Dried polyacrylamide gel absorption: a method for efficient elimination of the interferences from SDS-solubilized protein samples in mass spectrometry-based proteome analysis.

作者信息

Zhou Jian, Li Jianglin, Li Jianjun, Chen Ping, Wang Xianchun, Liang Songping

机构信息

The Key Laboratory of Protein Chemistry and Developmental Biology of Ministry of Education, College of Life Sciences, Hunan Normal University, Changsha, PR China.

出版信息

Electrophoresis. 2010 Dec;31(23-24):3816-22. doi: 10.1002/elps.201000255.

Abstract

Sample preparation holds an important place in MS-based proteome analysis.
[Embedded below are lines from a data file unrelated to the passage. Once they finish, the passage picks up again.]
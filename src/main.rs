use std::path::{Path, PathBuf};

use clap::Parser;
use tracing::info;

use sbk::app::{App, LaunchOptions};
use sbk::config::Config;
use sbk::diary::Diary;
use sbk::error::AppResult;
use sbk::logging;

/// Read a diary as a flip-book in the terminal.
#[derive(Debug, Parser)]
#[command(name = "sbk", version)]
struct Cli {
    /// Diary JSON document.
    diary: PathBuf,
    /// Raw launch query, e.g. `?page=2&preview=true`. Wins over --page/--preview.
    #[arg(long)]
    query: Option<String>,
    /// Open the spread showing this page.
    #[arg(long)]
    page: Option<String>,
    /// Use the tighter preview padding.
    #[arg(long)]
    preview: bool,
    /// Open as the diary's author; unpaid diaries show in preview.
    #[arg(long)]
    author: bool,
    /// Config file instead of the default search path.
    #[arg(long)]
    config: Option<PathBuf>,
}

impl Cli {
    fn launch_query(&self) -> String {
        if let Some(query) = &self.query {
            return query.clone();
        }
        let mut params = Vec::new();
        if let Some(page) = &self.page {
            params.push(format!("page={page}"));
        }
        if self.preview {
            params.push("preview=true".to_string());
        }
        if params.is_empty() {
            String::new()
        } else {
            format!("?{}", params.join("&"))
        }
    }
}

#[tokio::main(flavor = "multi_thread")]
async fn main() {
    if let Err(err) = run(Cli::parse()).await {
        eprintln!("{err}");
        std::process::exit(1);
    }
}

async fn run(cli: Cli) -> AppResult<()> {
    let config = match &cli.config {
        Some(path) => Config::load_from_path(path)?,
        None => Config::load()?,
    };
    let log_file = logging::init(&config.log)?;

    let diary = load_diary(&cli.diary, cli.author)?;
    let diary_dir = cli
        .diary
        .parent()
        .map(Path::to_path_buf)
        .unwrap_or_default();
    info!(
        diary = %cli.diary.display(),
        log_file = ?log_file,
        "starting viewer"
    );

    let options = LaunchOptions {
        query: cli.launch_query(),
        viewer_is_author: cli.author,
    };
    let mut app = App::new(diary, diary_dir, options, config);
    app.run().await
}

/// An author opening a diary that does not exist yet gets the starter pages.
fn load_diary(path: &Path, author: bool) -> AppResult<Diary> {
    if author && !path.exists() {
        let slug = path
            .file_stem()
            .map(|stem| stem.to_string_lossy().into_owned())
            .unwrap_or_default();
        info!(slug = %slug, "opening starter diary");
        return Ok(Diary::starter(slug));
    }
    Diary::load_from_path(path)
}
use std::time::{Duration, Instant};

/// Redraw bookkeeping. Discrete changes mark a redraw directly; running
/// animations request one frame per `frame_interval`.
pub(crate) struct UiActor {
    needs_redraw: bool,
    last_frame_at: Instant,
    frame_interval: Duration,
}

impl UiActor {
    pub(crate) fn new(now: Instant, frame_interval: Duration) -> Self {
        Self {
            needs_redraw: true,
            last_frame_at: now,
            frame_interval,
        }
    }

    pub(crate) fn mark_redraw(&mut self) {
        self.needs_redraw = true;
    }

    pub(crate) fn clear_redraw(&mut self) {
        self.needs_redraw = false;
        self.last_frame_at = Instant::now();
    }

    pub(crate) fn needs_redraw(&self) -> bool {
        self.needs_redraw
    }

    pub(crate) fn should_request_animation_frame(&self, animating: bool) -> bool {
        animating && self.last_frame_at.elapsed() >= self.frame_interval
    }

    pub(crate) fn frame_interval(&self) -> Duration {
        self.frame_interval
    }
}

/// How long the loop may sleep: until the controller's next deadline, one
/// animation frame, or the idle poll timeout, whichever is first.
pub(crate) fn select_wake_timeout(
    now: Duration,
    next_deadline: Option<Duration>,
    animating: bool,
    frame_interval: Duration,
    idle_timeout: Duration,
) -> Duration {
    let mut timeout = idle_timeout;
    if let Some(deadline) = next_deadline {
        timeout = timeout.min(deadline.saturating_sub(now));
    }
    if animating {
        timeout = timeout.min(frame_interval);
    }
    timeout
}

#[cfg(test)]
mod tests {
    use std::time::{Duration, Instant};

    use super::{UiActor, select_wake_timeout};

    #[test]
    fn ui_actor_redraw_flag_roundtrip() {
        let now = Instant::now();
        let mut actor = UiActor::new(now, Duration::from_millis(33));
        assert!(actor.needs_redraw());
        actor.clear_redraw();
        assert!(!actor.needs_redraw());
        actor.mark_redraw();
        assert!(actor.needs_redraw());
    }

    #[test]
    fn animation_frames_wait_for_the_interval() {
        let mut actor = UiActor::new(Instant::now(), Duration::from_secs(60));
        actor.clear_redraw();
        assert!(!actor.should_request_animation_frame(true));

        let actor = UiActor::new(Instant::now(), Duration::ZERO);
        assert!(actor.should_request_animation_frame(true));
        assert!(!actor.should_request_animation_frame(false));
    }

    #[test]
    fn wake_timeout_prefers_the_earliest_event() {
        let idle = Duration::from_millis(250);
        let frame = Duration::from_millis(33);
        let now = Duration::from_millis(1_000);

        assert_eq!(select_wake_timeout(now, None, false, frame, idle), idle);
        assert_eq!(
            select_wake_timeout(now, Some(Duration::from_millis(1_010)), false, frame, idle),
            Duration::from_millis(10)
        );
        assert_eq!(
            select_wake_timeout(now, Some(Duration::from_millis(900)), false, frame, idle),
            Duration::ZERO
        );
        assert_eq!(select_wake_timeout(now, None, true, frame, idle), frame);
    }
}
For effective proteolysis and MS analysis, it is essential to eliminate the interferences while extracting the analytes of interest from complex mixtures. To address this, herein we describe a new dried polyacrylamide gel absorption method. In this method, the protein sample prepared using high concentration of SDS was directly and completely absorbed by vacuum-dried polyacrylamide gel, and then the interfering substances including SDS and some other salts were efficiently removed by in-gel washing steps while retaining the denatured proteins in the gel, thus offering a clean environment amenable to downstream buffer exchange, proteolytic digestion and digest recovery, etc. In combination with in-gel digestion and LC-MS/MS, the newly developed method was applied to the proteome analyses of membrane-enriched fraction and whole tissue homogenate. It was demonstrated that the method is suitable for the analysis of a complex biological sample and can be widely used for sample cleanup in shotgun proteome analyses.

摘要

样品制备在基于质谱的蛋白质组分析中占有重要地位。为了实现有效的蛋白质水解和质谱分析,从复杂混合物中提取目标分析物时消除干扰至关重要。为解决这一问题,我们在此描述一种新的干燥聚丙烯酰胺凝胶吸附方法。在该方法中,用高浓度十二烷基硫酸钠(SDS)制备的蛋白质样品被真空干燥的聚丙烯酰胺凝胶直接且完全吸附,然后通过凝胶内洗涤步骤有效去除包括SDS和其他一些盐在内的干扰物质,同时将变性蛋白质保留在凝胶中,从而提供一个有利于下游缓冲液交换、蛋白水解消化和消化产物回收等的清洁环境。结合凝胶内消化和液相色谱-串联质谱(LC-MS/MS),将新开发的方法应用于富含膜的组分和全组织匀浆的蛋白质组分析。结果表明,该方法适用于复杂生物样品的分析,可广泛用于鸟枪法蛋白质组分析中的样品净化。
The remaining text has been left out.